The androgen receptor (AR) is a member of the nuclear receptor superfamily, the activity of which is critical for the development and progression of prostate cancer. We and others have previously demonstrated that cyclin D1 is a potent corepressor of the AR. Although cyclin D1 is suspected to recruit histone deacetylases to the AR complex, previous studies have demonstrated that this activity alone is insufficient for cyclin D1 function. Here, we uncover a novel, secondary means of cyclin D1-mediated repression, through modulation of AR amino-carboxy terminal interactions. We show that cyclin D1 predominantly binds the N-terminal domain of the AR, dependent on the AR 23FxxLF27 motif.

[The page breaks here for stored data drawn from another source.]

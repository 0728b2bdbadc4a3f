use crate::tutor::UpstreamError;
use async_trait::async_trait;
#[cfg(test)]
use mockall::automock;
use reqwest::Client;
use secrecy::{ExposeSecret, SecretString};
use serde::Deserialize;

pub const GEMINI_BASE_URL: &str = "https://generativelanguage.googleapis.com/v1beta";
pub const OPENAI_BASE_URL: &str = "https://api.openai.com/v1";

/// A text-completion provider. Given a model name and a fully built prompt, returns the
/// model's reply text.
#[async_trait]
#[cfg_attr(test, automock)]
pub trait CompletionBackend: Send + Sync {
    async fn complete(&self, model: &str, prompt: &str) -> Result<String, UpstreamError>;
}

impl From<reqwest::Error> for UpstreamError {
    fn from(err: reqwest::Error) -> Self {
        UpstreamError::Request(err.to_string())
    }
}

async fn read_json<T: serde::de::DeserializeOwned>(
    response: reqwest::Response,
) -> Result<T, UpstreamError> {
    let status = response.status();
    if !status.is_success() {
        let body = response.text().await.unwrap_or_default();
        return Err(UpstreamError::Status {
            status: status.as_u16(),
            body,
        });
    }
    Ok(response.json::<T>().await?)
}

fn non_blank(text: String) -> Result<String, UpstreamError> {
    if text.trim().is_empty() {
        Err(UpstreamError::EmptyReply)
    } else {
        Ok(text)
    }
}

#[derive(Debug, Deserialize)]
struct GeminiResponse {
    #[serde(default)]
    candidates: Vec<GeminiCandidate>,
}

#[derive(Debug, Deserialize)]
struct GeminiCandidate {
    content: Option<GeminiContent>,
}

#[derive(Debug, Deserialize)]
struct GeminiContent {
    #[serde(default)]
    parts: Vec<GeminiPart>,
}

#[derive(Debug, Deserialize)]
struct GeminiPart {
    #[serde(default)]
    text: Option<String>,
}

impl GeminiResponse {
    fn into_text(self) -> Option<String> {
        let content = self.candidates.into_iter().next()?.content?;
        Some(content.parts.into_iter().filter_map(|part| part.text).collect())
    }
}

/// Google Gemini `generateContent` client.
pub struct GeminiBackend {
    client: Client,
    api_key: SecretString,
    base_url: String,
}

impl GeminiBackend {
    pub fn new(api_key: SecretString) -> Self {
        Self {
            client: Client::new(),
            api_key,
            base_url: GEMINI_BASE_URL.to_string(),
        }
    }

    pub fn with_base_url(mut self, base_url: impl Into<String>) -> Self {
        self.base_url = base_url.into().trim_end_matches('/').to_string();
        self
    }
}

#[async_trait]
impl CompletionBackend for GeminiBackend {
    async fn complete(&self, model: &str, prompt: &str) -> Result<String, UpstreamError> {
        let body = serde_json::json!({
            "contents": [
                { "parts": [ { "text": prompt } ] }
            ]
        });
        let url = format!("{}/models/{model}:generateContent", self.base_url);
        tracing::debug!(%url, "Requesting Gemini completion.");

        let response = self
            .client
            .post(&url)
            .header("x-goog-api-key", self.api_key.expose_secret())
            .json(&body)
            .send()
            .await?;
        let parsed: GeminiResponse = read_json(response).await?;
        non_blank(parsed.into_text().ok_or(UpstreamError::EmptyReply)?)
    }
}

#[derive(Debug, Deserialize)]
struct ChatResponse {
    #[serde(default)]
    choices: Vec<ChatChoice>,
}

#[derive(Debug, Deserialize)]
struct ChatChoice {
    message: ChatMessage,
}

#[derive(Debug, Deserialize)]
struct ChatMessage {
    content: Option<String>,
}

/// OpenAI chat completions client.
pub struct OpenAiBackend {
    client: Client,
    api_key: SecretString,
    base_url: String,
}

impl OpenAiBackend {
    pub fn new(api_key: SecretString) -> Self {
        Self {
            client: Client::new(),
            api_key,
            base_url: OPENAI_BASE_URL.to_string(),
        }
    }

    pub fn with_base_url(mut self, base_url: impl Into<String>) -> Self {
        self.base_url = base_url.into().trim_end_matches('/').to_string();
        self
    }
}

#[async_trait]
impl CompletionBackend for OpenAiBackend {
    async fn complete(&self, model: &str, prompt: &str) -> Result<String, UpstreamError> {
        let body = serde_json::json!({
            "model": model,
            "messages": [
                { "role": "user", "content": prompt }
            ]
        });
        let url = format!("{}/chat/completions", self.base_url);
        tracing::debug!(%url, "Requesting OpenAI completion.");

        let response = self
            .client
            .post(&url)
            .bearer_auth(self.api_key.expose_secret())
            .json(&body)
            .send()
            .await?;
        let parsed: ChatResponse = read_json(response).await?;
        let content = parsed
            .choices
            .into_iter()
            .next()
            .and_then(|choice| choice.message.content)
            .ok_or(UpstreamError::EmptyReply)?;
        non_blank(content)
    }
}

#[cfg(test)]
mod tests {
    use super::*;
    use std::env;

    #[test]
    fn gemini_reply_joins_all_parts_of_first_candidate() {
        let parsed: GeminiResponse = serde_json::from_value(serde_json::json!({
            "candidates": [
                { "content": { "parts": [ { "text": "Inertia is " }, { "text": "resistance." } ] } },
                { "content": { "parts": [ { "text": "ignored" } ] } }
            ]
        }))
        .unwrap();
        assert_eq!(parsed.into_text().as_deref(), Some("Inertia is resistance."));
    }

    #[test]
    fn gemini_reply_without_candidates_is_empty() {
        let parsed: GeminiResponse =
            serde_json::from_value(serde_json::json!({ "promptFeedback": {} })).unwrap();
        assert_eq!(parsed.into_text(), None);
    }

    #[test]
    fn blank_text_is_an_empty_reply() {
        assert_eq!(non_blank("  \n".to_string()), Err(UpstreamError::EmptyReply));
        assert_eq!(non_blank("ok".to_string()), Ok("ok".to_string()));
    }

    #[test]
    fn base_url_override_drops_trailing_slash() {
        let backend = OpenAiBackend::new(SecretString::from("key".to_string())).with_base_url("http://localhost:8080/v1/");
        assert_eq!(backend.base_url, "http://localhost:8080/v1");
    }

    #[tokio::test]
    async fn unreachable_host_is_a_request_error() {
        let backend =
            GeminiBackend::new(SecretString::from("key".to_string())).with_base_url("http://127.0.0.1:9");
        let result = backend.complete("gemini-1.5-flash", "hello").await;
        assert!(matches!(result, Err(UpstreamError::Request(_))));
    }

    #[tokio::test]
    #[ignore]
    async fn test_gemini_live_completion() {
        dotenvy::dotenv_override().ok();
        let api_key = env::var("GEMINI_API_KEY").expect("GEMINI_API_KEY not set");
        let backend = GeminiBackend::new(SecretString::from(api_key));

        let reply = backend
            .complete("gemini-1.5-flash", "Reply with the single word: ready")
            .await
            .expect("Gemini request failed");
        println!("Gemini replied: {reply}");
        assert!(!reply.trim().is_empty());
    }

    #[tokio::test]
    #[ignore]
    async fn test_openai_live_completion() {
        dotenvy::dotenv_override().ok();
        let api_key = env::var("OPENAI_API_KEY").expect("OPENAI_API_KEY not set");
        let backend = OpenAiBackend::new(SecretString::from(api_key));

        let reply = backend
            .complete("gpt-4o", "Reply with the single word: ready")
            .await
            .expect("OpenAI request failed");
        println!("OpenAI replied: {reply}");
        assert!(!reply.trim().is_empty());
    }
}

Through this motif, cyclin D1 abrogates the ability of the AR N-terminal domain to interact with the C terminus. Secondary amino-terminal domain sites capable of fostering interaction with the C terminus were refractory to cyclin D1 action, indicating that the ability of cyclin D1 to modulate AR amino-carboxy terminal interactions is specific to 23FxxLF27. Deletion of the N-terminal cyclin D1 binding site severely compromised AR activity (due to loss of FxxLF) but unmasked a repressor action through interaction with the AR C terminus. In summary, these data reveal novel, unexpected mechanisms of cyclin D1 activity and demonstrate that this function of cyclin D1 is critical for AR modulation.